TED Starts an E-Books Line

The conference superstar TED is getting into the e-book business.

DESCRIPTIONThe popular conference will begin publishing e-books.

TED, known for exclusive events and online videos of speeches by celebrities like Al Gore, Bono and Malcolm Gladwell, plans to publish its own short e-books, beginning with three that went on sale Wednesday.

“We’ve been dreaming for a long time about whether we could do something in books,” Chris Anderson, the curator of TED, said on Tuesday. “In the last year, seeing the explosion in popularity of digital reading has really sparked a new way of thinking about it.”

A TEDBook will be longer than a long magazine article but shorter than a typical book, clocking in at 10,000 to 20,000 words, “in a way that matches modern attention spans,” the publisher said. Each book will be sold for $2.99 on Amazon.com.

Since e-books began to take off, publishers have begun experimenting with shorter books and single essays or stories, with mixed success. Without concerns about printing and physical distribution, they have found it simpler to sell electronic content in a significantly shorter length than that of the usual print book.

Penguin Book Group, Simon & Schuster and HarperCollins have all sold individual short stories or essays online for prices ranging from 99 cents to $7.99.

“When you’re in a digital world and you can author a book at a shorter length than you could in print, then all bets are off and it absolutely makes sense,” Mr. Anderson said. “In the world of print, you really couldn’t put this opportunity in front of people in a meaningful way because it would be a very thin book and people wouldn’t take it seriously.”

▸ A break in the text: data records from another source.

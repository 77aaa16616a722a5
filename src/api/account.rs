// src/api/account.rs

//! Account tools shared by the HTTP routes and the MCP dispatcher.

use axum::{extract::State, http::StatusCode, Json};
use serde::Deserialize;
use serde_json::{json, Value};
use starknet::core::types::Felt;
use thiserror::Error;
use tracing::{error, info};
use validator::Validate;

use crate::{
    blockchain::models::{parse_felt, to_hex, AccountKind},
    mcp::protocol::error_codes,
    provisioning::{ProvisioningReport, SuppliedCredentials},
    AppState,
};

// --- Request Models ---

#[derive(Debug, Deserialize, Validate)]
pub struct CreateAccountRequest {
    /// "openzeppelin" or "argent"
    #[validate(length(min = 1))]
    pub account_type: String,
    /// Argent guardian, defaults to none
    pub guardian: Option<String>,
}

#[derive(Debug, Deserialize, Validate)]
pub struct DeployAccountRequest {
    #[validate(length(min = 1))]
    pub account_type: String,
    pub public_key: Option<String>,
    pub private_key: Option<String>,
    pub precalculate_address: Option<String>,
    /// Rejected when set: the deployment service only builds guardian-less
    /// accounts.
    pub guardian: Option<String>,
    /// Base units of the funding token; the configured amount when absent.
    pub funding_amount: Option<String>,
    /// Resubmit the deployment for already funded credentials.
    #[serde(default)]
    pub retry_deployment: bool,
}

impl DeployAccountRequest {
    /// Credentials from an earlier `create_account`, if any were passed.
    fn supplied_credentials(&self) -> Option<SuppliedCredentials> {
        let given = [&self.public_key, &self.private_key, &self.precalculate_address];
        if given.iter().all(|v| v.as_deref().map_or(true, |s| s.trim().is_empty())) {
            return None;
        }
        Some(SuppliedCredentials {
            public_key: self.public_key.clone().unwrap_or_default(),
            private_key: self.private_key.clone().unwrap_or_default(),
            precomputed_address: self.precalculate_address.clone().unwrap_or_default(),
        })
    }
}

#[derive(Error, Debug)]
pub enum ToolError {
    #[error("{0}")]
    InvalidParams(String),
    #[error("{0}")]
    Internal(String),
}

impl ToolError {
    pub fn rpc_code(&self) -> i32 {
        match self {
            ToolError::InvalidParams(_) => error_codes::INVALID_PARAMS,
            ToolError::Internal(_) => error_codes::INTERNAL_ERROR,
        }
    }

    pub fn status_code(&self) -> StatusCode {
        match self {
            ToolError::InvalidParams(_) => StatusCode::BAD_REQUEST,
            ToolError::Internal(_) => StatusCode::INTERNAL_SERVER_ERROR,
        }
    }
}

fn parse_kind(account_type: &str) -> Result<AccountKind, ToolError> {
    account_type.parse().map_err(ToolError::InvalidParams)
}

fn extra_args(guardian: &Option<String>) -> Result<Vec<Felt>, ToolError> {
    match guardian.as_deref().map(str::trim).filter(|g| !g.is_empty()) {
        Some(g) => parse_felt(g)
            .map(|felt| vec![felt])
            .map_err(|e| ToolError::InvalidParams(format!("guardian: {}", e))),
        None => Ok(Vec::new()),
    }
}

fn validate<T: Validate>(input: &T) -> Result<(), ToolError> {
    input
        .validate()
        .map_err(|e| ToolError::InvalidParams(e.to_string()))
}

// --- Operations ---

/// Generates keys and the precomputed address; nothing is sent on chain.
pub fn create_account(state: &AppState, input: &CreateAccountRequest) -> Result<Value, ToolError> {
    validate(input)?;
    let kind = parse_kind(&input.account_type)?;
    let extra = extra_args(&input.guardian)?;

    let (key_pair, precomputed) = state
        .orchestrator
        .create_account(kind, &extra)
        .map_err(|e| ToolError::Internal(e.to_string()))?;

    info!("Created {} account at {}", kind, to_hex(&precomputed.address));
    Ok(json!({
        "status": "success",
        "wallet": kind.label(),
        "new_account_publickey": to_hex(&key_pair.public_key),
        "new_account_privatekey": key_pair.expose_private_key(),
        "precalculate_address": to_hex(&precomputed.address),
    }))
}

/// Funds and deploys an account, either from supplied credentials or fresh
/// keys. Pipeline failures come back inside the report, not as `Err`.
pub async fn deploy_account(
    state: &AppState,
    input: &DeployAccountRequest,
) -> Result<ProvisioningReport, ToolError> {
    validate(input)?;
    let kind = parse_kind(&input.account_type)?;
    if !extra_args(&input.guardian)?.is_empty() {
        return Err(ToolError::InvalidParams(
            "guardian is not supported by deploy_account: the deployment service deploys \
             accounts without a guardian"
                .to_string(),
        ));
    }

    if input.retry_deployment {
        let credentials = input.supplied_credentials().ok_or_else(|| {
            ToolError::InvalidParams(
                "retry_deployment needs the public_key, private_key and precalculate_address \
                 of the funded account"
                    .to_string(),
            )
        })?;
        return Ok(state.orchestrator.redeploy(kind, &credentials, &[]).await);
    }

    let funding_amount = match input.funding_amount.as_deref().map(str::trim) {
        Some(raw) if !raw.is_empty() => match raw.parse::<u128>() {
            Ok(amount) if amount > 0 => amount,
            _ => {
                return Err(ToolError::InvalidParams(format!(
                    "funding_amount must be a positive integer, got '{}'",
                    raw
                )))
            }
        },
        _ => state.config.funding_amount,
    };

    let cancel = state.shutdown.child_token();
    let report = match input.supplied_credentials() {
        Some(credentials) => {
            state
                .orchestrator
                .resume(kind, &credentials, &[], funding_amount, &cancel)
                .await
        }
        None => {
            state
                .orchestrator
                .provision(kind, &[], funding_amount, &cancel)
                .await
        }
    };
    Ok(report)
}

// --- Handlers ---

pub async fn create_account_handler(
    State(state): State<AppState>,
    Json(input): Json<CreateAccountRequest>,
) -> Result<Json<Value>, (StatusCode, String)> {
    create_account(&state, &input).map(Json).map_err(|e| {
        error!("Failed to create account: {}", e);
        (e.status_code(), e.to_string())
    })
}

pub async fn deploy_account_handler(
    State(state): State<AppState>,
    Json(input): Json<DeployAccountRequest>,
) -> Result<Json<Value>, (StatusCode, String)> {
    let report = deploy_account(&state, &input)
        .await
        .map_err(|e| (e.status_code(), e.to_string()))?;

    let mut body = report.to_json();
    body["message"] = json!(report.result.to_string());
    Ok(Json(body))
}
//! API Module - the boundary exposed to the hosting interface

pub mod engine_status;
pub mod predict;

// Re-export common types
pub use engine_status::{get_status, EngineStatus};
pub use predict::{handle_predict, PredictRequest, PredictResponse, Rejection};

The first books to be published by TED are “The Happiness Manifesto: How Nations and People Can Nurture Well-Being,” by Nic Marks; “Dangerism: Why We Worry About the Wrong Things, and What It’s Doing to Our Kids,” by Gever Tulley; and “Homo Evolutis: Please Meet the Next Human Species,” by Juan Enriquez and Steve Gullans.

Mr. Anderson said that Amazon takes a 30 percent cut of revenue and the rest is split evenly between TED and the author. Eventually, TED will publish one book each month, he said.